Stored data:

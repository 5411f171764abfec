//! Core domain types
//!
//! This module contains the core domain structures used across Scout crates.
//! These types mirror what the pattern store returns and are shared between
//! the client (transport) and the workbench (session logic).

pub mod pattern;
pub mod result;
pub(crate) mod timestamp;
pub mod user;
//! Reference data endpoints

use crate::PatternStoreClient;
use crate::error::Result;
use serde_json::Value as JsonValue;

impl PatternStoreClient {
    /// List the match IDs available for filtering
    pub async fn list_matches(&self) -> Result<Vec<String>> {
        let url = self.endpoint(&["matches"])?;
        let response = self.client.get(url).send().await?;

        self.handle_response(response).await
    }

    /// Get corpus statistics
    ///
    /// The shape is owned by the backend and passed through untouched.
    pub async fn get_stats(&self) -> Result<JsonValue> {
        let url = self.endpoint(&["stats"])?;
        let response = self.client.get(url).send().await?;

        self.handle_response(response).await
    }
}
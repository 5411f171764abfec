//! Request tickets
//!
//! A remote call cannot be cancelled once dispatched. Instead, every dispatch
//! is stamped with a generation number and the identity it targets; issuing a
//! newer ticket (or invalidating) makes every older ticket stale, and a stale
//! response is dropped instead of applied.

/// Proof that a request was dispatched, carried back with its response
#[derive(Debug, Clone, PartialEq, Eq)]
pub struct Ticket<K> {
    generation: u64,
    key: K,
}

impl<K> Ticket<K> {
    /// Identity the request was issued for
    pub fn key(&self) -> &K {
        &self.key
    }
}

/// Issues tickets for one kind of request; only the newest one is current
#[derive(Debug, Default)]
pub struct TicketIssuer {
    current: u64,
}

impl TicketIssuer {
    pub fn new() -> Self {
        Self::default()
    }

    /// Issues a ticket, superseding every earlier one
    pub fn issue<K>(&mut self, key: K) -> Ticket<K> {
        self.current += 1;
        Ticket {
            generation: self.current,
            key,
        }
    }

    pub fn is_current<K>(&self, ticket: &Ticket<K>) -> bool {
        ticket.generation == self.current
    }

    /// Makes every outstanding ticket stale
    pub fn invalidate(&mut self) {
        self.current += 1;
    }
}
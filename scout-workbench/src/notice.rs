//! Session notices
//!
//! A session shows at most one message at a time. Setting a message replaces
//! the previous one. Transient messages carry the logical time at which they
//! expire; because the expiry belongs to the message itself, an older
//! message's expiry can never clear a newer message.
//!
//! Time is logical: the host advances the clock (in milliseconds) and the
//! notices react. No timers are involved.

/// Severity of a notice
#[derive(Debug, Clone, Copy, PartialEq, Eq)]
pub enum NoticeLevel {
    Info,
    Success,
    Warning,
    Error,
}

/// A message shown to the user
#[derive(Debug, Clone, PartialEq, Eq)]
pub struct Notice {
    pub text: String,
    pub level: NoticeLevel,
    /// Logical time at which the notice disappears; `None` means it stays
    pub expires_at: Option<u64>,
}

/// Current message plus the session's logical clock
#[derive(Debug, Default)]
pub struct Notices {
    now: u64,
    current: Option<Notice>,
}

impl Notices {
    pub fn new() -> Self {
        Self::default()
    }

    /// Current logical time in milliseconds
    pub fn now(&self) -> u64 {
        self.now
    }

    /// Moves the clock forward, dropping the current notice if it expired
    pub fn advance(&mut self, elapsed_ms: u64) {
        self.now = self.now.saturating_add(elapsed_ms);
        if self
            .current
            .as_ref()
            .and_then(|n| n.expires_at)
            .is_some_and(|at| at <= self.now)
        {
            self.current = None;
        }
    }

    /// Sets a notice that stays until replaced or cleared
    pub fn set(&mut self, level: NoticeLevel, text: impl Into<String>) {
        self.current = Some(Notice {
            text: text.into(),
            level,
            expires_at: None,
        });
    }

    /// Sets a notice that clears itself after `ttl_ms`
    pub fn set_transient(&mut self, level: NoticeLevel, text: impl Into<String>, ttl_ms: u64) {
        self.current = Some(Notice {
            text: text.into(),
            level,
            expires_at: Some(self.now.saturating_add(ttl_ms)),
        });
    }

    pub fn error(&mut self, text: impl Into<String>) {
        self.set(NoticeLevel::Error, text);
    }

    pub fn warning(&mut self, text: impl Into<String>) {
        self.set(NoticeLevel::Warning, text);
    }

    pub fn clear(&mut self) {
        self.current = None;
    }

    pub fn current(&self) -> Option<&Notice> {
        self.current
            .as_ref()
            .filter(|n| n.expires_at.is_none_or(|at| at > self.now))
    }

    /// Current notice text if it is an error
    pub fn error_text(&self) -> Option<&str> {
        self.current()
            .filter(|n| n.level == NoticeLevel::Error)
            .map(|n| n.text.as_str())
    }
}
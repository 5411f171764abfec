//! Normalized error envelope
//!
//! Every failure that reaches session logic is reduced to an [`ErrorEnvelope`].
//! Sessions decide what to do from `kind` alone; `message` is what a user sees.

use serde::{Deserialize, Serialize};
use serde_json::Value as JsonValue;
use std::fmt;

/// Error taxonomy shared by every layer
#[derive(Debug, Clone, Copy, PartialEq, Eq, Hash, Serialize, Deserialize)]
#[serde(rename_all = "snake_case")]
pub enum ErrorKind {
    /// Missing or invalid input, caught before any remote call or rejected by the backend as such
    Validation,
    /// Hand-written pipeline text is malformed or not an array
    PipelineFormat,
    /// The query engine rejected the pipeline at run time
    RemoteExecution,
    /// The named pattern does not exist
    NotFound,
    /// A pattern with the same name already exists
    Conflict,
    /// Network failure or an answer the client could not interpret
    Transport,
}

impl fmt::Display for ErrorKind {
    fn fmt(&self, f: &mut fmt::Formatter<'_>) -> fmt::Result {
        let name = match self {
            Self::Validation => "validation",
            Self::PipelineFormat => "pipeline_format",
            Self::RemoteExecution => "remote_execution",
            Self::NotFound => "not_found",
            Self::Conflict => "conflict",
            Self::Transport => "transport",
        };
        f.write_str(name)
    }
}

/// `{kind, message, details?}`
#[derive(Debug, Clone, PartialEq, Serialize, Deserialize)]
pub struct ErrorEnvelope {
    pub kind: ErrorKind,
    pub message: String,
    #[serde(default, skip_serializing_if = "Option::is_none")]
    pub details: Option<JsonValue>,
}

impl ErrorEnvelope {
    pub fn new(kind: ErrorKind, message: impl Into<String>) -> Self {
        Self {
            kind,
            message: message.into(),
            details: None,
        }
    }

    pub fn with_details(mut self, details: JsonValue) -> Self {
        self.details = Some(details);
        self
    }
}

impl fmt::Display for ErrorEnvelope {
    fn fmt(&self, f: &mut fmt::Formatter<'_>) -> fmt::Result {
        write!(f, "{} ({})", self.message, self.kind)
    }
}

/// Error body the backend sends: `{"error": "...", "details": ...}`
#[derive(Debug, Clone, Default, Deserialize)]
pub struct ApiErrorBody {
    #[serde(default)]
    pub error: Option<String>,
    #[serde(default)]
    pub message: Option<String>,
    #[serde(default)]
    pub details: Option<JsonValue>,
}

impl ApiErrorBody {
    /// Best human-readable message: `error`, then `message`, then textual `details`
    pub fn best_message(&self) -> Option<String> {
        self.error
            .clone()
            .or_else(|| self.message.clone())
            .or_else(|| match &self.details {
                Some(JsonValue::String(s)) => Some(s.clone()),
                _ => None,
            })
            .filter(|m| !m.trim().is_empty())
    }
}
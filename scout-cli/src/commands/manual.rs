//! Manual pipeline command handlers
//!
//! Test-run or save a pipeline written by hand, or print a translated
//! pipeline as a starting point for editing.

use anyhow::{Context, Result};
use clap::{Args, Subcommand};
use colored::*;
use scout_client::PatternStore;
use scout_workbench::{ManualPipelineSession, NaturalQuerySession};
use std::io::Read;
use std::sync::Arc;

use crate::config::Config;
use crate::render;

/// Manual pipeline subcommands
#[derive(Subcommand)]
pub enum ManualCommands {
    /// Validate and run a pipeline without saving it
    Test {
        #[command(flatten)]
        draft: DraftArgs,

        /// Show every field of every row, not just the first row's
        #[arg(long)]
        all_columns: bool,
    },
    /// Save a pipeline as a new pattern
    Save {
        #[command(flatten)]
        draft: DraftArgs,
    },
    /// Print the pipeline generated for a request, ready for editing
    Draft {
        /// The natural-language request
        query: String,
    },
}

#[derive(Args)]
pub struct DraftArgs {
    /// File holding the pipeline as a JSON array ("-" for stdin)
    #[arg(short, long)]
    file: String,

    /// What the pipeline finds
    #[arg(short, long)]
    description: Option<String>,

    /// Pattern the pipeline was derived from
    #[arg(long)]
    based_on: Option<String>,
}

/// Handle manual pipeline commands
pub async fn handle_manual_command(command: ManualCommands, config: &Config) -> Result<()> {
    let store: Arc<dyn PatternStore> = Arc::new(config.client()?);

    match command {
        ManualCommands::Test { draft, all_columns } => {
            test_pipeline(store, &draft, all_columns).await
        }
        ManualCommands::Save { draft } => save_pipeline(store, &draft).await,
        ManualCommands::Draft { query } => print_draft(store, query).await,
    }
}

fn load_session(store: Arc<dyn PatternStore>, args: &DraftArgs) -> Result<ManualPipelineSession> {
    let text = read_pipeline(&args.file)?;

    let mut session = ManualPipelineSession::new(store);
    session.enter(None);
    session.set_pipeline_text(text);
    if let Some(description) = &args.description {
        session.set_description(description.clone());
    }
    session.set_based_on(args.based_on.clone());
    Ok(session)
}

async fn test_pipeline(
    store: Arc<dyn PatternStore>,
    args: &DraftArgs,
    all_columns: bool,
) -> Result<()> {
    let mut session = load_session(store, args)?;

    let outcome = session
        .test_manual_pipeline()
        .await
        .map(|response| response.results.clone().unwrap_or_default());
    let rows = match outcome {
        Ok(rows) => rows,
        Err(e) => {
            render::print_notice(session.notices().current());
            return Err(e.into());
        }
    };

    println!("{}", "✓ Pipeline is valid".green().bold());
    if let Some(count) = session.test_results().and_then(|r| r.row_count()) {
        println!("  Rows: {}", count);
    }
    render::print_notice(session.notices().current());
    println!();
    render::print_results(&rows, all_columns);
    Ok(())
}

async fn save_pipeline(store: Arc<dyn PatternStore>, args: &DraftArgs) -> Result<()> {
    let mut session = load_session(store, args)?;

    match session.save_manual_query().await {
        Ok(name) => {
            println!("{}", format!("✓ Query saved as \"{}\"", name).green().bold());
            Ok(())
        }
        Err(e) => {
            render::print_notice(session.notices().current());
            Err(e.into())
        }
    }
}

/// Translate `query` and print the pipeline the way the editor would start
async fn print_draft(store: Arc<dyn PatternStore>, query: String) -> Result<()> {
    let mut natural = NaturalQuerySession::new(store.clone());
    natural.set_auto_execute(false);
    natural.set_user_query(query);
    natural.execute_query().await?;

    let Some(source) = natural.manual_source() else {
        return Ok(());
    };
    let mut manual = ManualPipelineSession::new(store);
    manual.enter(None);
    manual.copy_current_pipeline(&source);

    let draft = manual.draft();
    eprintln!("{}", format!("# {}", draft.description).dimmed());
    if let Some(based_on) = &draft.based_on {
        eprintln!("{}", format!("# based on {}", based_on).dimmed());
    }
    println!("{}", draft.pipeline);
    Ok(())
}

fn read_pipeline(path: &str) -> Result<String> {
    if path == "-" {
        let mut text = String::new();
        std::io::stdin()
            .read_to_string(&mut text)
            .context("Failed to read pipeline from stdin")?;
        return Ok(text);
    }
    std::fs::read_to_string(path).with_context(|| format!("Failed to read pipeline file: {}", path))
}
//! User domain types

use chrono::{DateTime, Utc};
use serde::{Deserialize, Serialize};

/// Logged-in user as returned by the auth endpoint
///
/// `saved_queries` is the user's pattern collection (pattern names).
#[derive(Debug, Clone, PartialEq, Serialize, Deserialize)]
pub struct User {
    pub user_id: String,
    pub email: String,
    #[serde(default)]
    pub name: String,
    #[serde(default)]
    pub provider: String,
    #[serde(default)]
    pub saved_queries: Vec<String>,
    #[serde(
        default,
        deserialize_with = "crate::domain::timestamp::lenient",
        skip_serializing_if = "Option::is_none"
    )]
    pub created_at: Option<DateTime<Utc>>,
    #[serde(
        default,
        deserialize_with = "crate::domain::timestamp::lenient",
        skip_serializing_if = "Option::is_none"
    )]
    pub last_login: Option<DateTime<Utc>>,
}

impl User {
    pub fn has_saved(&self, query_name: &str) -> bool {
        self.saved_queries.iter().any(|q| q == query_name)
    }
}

*INSTRUCTIONS TO FOLLOW*:
Please copy out each line in the entries that mentions the string "itself".

*SOLUTION TO THIS PROBLEM*:
//! expire; because the expiry belongs to the message itself, an older
    /// Sets a notice that clears itself after `ttl_ms`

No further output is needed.